# Brief
Please find every line in the records below that contains the word "Create", and copy it.

(Stored data entries)
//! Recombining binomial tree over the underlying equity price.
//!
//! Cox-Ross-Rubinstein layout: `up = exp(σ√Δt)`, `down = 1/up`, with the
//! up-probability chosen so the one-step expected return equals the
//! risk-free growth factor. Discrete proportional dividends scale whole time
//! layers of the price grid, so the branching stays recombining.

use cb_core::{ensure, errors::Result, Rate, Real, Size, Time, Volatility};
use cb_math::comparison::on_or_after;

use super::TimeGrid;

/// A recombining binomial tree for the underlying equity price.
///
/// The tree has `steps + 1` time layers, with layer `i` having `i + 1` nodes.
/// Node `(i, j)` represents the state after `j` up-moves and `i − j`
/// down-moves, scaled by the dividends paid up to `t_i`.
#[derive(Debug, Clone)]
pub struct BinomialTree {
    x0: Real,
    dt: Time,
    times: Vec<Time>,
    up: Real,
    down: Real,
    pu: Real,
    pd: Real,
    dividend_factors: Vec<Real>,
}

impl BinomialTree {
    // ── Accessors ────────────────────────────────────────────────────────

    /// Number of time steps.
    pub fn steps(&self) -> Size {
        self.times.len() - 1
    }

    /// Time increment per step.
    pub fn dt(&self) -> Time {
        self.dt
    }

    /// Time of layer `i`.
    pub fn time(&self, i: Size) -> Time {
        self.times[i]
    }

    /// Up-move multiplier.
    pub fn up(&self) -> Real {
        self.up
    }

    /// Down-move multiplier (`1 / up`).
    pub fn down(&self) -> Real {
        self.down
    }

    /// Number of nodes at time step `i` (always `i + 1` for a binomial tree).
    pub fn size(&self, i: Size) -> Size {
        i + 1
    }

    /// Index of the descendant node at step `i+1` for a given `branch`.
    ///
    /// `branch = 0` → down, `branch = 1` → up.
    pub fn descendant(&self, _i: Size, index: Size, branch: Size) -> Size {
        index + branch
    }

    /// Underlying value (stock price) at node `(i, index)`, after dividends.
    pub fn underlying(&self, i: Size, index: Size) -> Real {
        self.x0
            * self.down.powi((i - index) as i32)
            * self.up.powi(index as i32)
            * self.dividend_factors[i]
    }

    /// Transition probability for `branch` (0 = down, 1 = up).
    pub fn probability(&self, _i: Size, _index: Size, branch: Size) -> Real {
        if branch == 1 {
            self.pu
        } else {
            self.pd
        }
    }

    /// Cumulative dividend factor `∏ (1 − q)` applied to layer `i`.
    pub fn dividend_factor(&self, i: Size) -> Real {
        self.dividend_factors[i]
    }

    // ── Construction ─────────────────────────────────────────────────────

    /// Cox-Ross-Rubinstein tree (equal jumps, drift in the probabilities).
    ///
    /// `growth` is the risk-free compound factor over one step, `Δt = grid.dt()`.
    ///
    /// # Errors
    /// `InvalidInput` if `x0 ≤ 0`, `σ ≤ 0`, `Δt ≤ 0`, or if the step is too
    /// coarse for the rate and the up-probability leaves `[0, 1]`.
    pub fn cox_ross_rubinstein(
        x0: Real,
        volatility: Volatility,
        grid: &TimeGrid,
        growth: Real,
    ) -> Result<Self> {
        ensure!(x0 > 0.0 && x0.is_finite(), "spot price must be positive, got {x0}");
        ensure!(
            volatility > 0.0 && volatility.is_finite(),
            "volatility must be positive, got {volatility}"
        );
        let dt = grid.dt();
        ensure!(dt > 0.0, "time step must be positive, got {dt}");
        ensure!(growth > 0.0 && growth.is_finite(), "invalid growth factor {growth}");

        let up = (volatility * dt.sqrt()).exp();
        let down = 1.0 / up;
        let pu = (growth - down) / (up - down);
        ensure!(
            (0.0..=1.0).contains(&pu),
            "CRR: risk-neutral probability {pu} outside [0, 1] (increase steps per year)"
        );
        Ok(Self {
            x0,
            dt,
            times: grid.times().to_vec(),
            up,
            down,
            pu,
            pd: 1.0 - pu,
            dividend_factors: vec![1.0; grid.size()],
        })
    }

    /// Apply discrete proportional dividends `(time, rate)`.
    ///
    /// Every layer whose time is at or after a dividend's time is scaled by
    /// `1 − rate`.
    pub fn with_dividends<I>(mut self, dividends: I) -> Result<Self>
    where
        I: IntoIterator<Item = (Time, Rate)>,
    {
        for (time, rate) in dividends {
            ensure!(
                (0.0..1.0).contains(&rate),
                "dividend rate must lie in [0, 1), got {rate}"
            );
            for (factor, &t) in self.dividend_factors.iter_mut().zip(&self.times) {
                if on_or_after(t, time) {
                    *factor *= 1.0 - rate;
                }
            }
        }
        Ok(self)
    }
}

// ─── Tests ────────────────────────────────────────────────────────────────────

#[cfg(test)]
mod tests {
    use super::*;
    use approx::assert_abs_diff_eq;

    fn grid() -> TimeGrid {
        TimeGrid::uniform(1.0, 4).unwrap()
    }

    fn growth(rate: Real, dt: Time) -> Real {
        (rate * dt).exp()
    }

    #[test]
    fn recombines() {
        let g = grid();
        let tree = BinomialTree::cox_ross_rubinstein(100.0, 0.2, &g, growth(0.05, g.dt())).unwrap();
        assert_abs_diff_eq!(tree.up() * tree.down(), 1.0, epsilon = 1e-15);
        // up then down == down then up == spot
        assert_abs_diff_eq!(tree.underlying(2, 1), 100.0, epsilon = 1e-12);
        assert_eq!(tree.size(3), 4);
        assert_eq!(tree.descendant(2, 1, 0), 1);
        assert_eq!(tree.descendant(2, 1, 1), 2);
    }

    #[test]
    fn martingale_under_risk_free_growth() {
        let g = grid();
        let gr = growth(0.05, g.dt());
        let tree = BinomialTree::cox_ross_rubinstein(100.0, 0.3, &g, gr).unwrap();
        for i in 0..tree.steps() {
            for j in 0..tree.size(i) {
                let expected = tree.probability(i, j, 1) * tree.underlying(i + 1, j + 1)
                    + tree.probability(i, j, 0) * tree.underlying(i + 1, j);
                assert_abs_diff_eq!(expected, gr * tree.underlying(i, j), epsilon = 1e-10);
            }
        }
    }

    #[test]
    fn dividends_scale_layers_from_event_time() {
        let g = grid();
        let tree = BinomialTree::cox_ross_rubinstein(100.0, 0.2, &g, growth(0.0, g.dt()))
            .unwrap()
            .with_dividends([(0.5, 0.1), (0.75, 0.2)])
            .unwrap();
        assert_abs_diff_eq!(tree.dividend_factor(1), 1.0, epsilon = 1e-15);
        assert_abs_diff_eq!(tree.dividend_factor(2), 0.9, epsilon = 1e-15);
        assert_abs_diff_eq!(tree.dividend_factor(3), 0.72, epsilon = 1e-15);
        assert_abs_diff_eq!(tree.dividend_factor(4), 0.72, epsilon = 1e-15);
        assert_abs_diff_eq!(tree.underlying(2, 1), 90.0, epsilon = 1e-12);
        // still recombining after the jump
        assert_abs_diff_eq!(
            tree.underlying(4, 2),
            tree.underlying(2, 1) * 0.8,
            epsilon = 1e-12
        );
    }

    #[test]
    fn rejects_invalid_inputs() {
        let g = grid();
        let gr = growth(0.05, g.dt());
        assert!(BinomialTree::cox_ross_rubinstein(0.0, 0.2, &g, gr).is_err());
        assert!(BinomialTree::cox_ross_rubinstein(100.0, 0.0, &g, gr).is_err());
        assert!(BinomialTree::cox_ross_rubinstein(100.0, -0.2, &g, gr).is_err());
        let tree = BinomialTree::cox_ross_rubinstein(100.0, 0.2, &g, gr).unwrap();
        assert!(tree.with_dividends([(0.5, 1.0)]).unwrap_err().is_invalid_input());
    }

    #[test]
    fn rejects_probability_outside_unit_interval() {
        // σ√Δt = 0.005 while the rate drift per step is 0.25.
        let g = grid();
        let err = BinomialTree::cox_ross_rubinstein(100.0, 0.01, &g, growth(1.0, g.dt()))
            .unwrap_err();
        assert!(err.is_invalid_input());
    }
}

...

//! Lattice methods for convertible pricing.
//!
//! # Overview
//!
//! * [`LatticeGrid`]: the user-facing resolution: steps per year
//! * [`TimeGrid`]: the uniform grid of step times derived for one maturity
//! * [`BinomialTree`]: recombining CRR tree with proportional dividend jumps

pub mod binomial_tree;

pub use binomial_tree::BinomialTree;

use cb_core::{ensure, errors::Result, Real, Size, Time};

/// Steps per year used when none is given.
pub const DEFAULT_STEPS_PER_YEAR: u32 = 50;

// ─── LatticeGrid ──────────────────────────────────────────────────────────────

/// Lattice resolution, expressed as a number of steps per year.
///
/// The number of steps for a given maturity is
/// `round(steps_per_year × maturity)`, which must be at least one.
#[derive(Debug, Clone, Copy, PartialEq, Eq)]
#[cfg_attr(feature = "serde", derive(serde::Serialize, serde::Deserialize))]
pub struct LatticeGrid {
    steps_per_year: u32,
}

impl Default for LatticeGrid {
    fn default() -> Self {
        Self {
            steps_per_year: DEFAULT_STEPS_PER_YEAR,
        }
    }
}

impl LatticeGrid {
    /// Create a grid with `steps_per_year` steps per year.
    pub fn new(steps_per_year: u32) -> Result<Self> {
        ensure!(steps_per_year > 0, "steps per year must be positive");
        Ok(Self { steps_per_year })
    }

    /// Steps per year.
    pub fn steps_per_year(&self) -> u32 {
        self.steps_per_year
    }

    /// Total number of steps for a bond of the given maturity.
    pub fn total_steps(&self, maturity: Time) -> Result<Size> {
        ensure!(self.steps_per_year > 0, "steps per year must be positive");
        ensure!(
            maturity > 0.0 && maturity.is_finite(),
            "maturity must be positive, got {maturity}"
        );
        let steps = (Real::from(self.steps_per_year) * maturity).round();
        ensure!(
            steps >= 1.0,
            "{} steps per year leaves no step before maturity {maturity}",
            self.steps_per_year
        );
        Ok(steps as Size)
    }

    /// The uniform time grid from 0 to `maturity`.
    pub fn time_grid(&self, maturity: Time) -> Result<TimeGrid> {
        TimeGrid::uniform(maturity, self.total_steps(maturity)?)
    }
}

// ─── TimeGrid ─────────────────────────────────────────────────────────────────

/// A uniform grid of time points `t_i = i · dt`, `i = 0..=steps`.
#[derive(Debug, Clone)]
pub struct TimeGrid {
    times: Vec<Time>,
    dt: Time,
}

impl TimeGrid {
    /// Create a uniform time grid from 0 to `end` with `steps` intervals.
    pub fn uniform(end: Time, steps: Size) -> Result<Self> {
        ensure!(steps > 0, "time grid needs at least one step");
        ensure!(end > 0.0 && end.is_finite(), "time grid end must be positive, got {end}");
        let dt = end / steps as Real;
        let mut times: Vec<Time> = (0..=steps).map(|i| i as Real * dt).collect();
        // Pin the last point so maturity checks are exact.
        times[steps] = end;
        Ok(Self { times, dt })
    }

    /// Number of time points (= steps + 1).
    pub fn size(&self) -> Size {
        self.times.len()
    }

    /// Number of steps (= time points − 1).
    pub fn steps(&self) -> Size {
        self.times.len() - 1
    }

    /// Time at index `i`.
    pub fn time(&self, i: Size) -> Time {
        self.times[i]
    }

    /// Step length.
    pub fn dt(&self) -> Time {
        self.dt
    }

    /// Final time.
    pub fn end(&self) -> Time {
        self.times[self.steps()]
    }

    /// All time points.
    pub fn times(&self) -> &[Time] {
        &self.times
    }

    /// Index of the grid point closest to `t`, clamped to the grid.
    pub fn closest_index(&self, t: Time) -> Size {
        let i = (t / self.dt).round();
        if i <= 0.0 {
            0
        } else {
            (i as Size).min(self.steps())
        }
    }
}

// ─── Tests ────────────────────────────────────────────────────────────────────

# Answer area
    /// Create a grid with `steps_per_year` steps per year.
    /// Create a uniform time grid from 0 to `end` with `steps` intervals.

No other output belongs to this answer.